REQUIREMENT
List all lines in the material below that contain "rewritten".
EXERCISE INPUTS Start Marker
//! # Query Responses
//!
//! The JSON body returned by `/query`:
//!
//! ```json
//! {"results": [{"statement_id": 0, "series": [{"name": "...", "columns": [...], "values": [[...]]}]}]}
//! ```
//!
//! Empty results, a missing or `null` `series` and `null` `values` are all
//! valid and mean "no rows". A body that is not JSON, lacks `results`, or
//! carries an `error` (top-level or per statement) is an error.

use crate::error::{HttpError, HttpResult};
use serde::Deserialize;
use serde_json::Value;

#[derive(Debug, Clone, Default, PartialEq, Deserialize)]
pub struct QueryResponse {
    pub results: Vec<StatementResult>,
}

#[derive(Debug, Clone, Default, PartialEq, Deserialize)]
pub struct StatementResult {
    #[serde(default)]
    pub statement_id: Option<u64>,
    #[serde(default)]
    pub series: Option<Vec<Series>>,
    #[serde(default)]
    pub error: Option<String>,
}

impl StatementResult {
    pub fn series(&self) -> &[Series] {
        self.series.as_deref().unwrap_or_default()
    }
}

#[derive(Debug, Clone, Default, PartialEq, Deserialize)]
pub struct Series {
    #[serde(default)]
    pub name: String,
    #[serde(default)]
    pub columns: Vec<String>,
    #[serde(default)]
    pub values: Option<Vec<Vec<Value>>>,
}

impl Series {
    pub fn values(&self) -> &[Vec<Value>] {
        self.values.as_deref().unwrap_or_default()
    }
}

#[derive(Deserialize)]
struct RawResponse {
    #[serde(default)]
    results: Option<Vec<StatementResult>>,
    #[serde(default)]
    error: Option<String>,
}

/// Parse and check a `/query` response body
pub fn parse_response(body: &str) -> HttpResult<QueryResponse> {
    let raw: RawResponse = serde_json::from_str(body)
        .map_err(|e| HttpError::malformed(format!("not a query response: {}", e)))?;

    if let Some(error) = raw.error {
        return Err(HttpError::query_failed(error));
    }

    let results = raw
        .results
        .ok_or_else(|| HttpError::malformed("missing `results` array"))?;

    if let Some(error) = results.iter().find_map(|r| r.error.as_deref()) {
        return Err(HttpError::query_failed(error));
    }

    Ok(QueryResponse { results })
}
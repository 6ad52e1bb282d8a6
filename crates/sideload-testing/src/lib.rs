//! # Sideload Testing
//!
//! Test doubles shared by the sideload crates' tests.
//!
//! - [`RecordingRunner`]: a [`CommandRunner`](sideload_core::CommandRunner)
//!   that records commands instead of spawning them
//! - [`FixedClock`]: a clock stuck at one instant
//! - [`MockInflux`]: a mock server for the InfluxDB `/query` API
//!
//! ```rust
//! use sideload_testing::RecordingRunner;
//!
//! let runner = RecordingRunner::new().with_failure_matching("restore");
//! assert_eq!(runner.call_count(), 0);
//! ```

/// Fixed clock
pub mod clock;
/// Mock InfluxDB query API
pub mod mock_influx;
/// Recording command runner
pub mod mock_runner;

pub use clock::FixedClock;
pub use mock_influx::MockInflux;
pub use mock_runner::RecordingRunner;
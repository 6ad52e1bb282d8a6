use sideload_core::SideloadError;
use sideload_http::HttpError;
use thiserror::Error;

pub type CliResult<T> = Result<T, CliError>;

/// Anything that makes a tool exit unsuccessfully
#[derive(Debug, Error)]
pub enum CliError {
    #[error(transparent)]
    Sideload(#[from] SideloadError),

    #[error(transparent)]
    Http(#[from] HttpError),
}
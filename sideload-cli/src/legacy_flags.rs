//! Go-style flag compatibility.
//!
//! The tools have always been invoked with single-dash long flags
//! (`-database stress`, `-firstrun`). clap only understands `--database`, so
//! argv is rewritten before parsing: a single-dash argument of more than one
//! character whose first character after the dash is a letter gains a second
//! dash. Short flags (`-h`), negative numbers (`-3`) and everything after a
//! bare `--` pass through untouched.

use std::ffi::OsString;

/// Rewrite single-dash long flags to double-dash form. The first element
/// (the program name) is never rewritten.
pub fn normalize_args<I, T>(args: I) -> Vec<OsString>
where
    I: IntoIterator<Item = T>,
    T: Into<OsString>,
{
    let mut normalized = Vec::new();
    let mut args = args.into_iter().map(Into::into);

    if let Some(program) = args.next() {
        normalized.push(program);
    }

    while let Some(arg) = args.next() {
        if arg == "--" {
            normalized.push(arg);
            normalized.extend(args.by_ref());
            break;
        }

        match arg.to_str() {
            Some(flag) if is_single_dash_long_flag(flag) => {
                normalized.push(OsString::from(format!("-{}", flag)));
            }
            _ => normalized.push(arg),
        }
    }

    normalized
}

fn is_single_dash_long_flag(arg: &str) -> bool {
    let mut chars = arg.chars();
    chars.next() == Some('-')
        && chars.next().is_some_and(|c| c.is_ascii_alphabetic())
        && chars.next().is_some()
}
EXERCISE INPUTS End Marker
SOLUTION TO THIS TASK
//! argv is rewritten before parsing: a single-dash argument of more than one
/// (the program name) is never rewritten.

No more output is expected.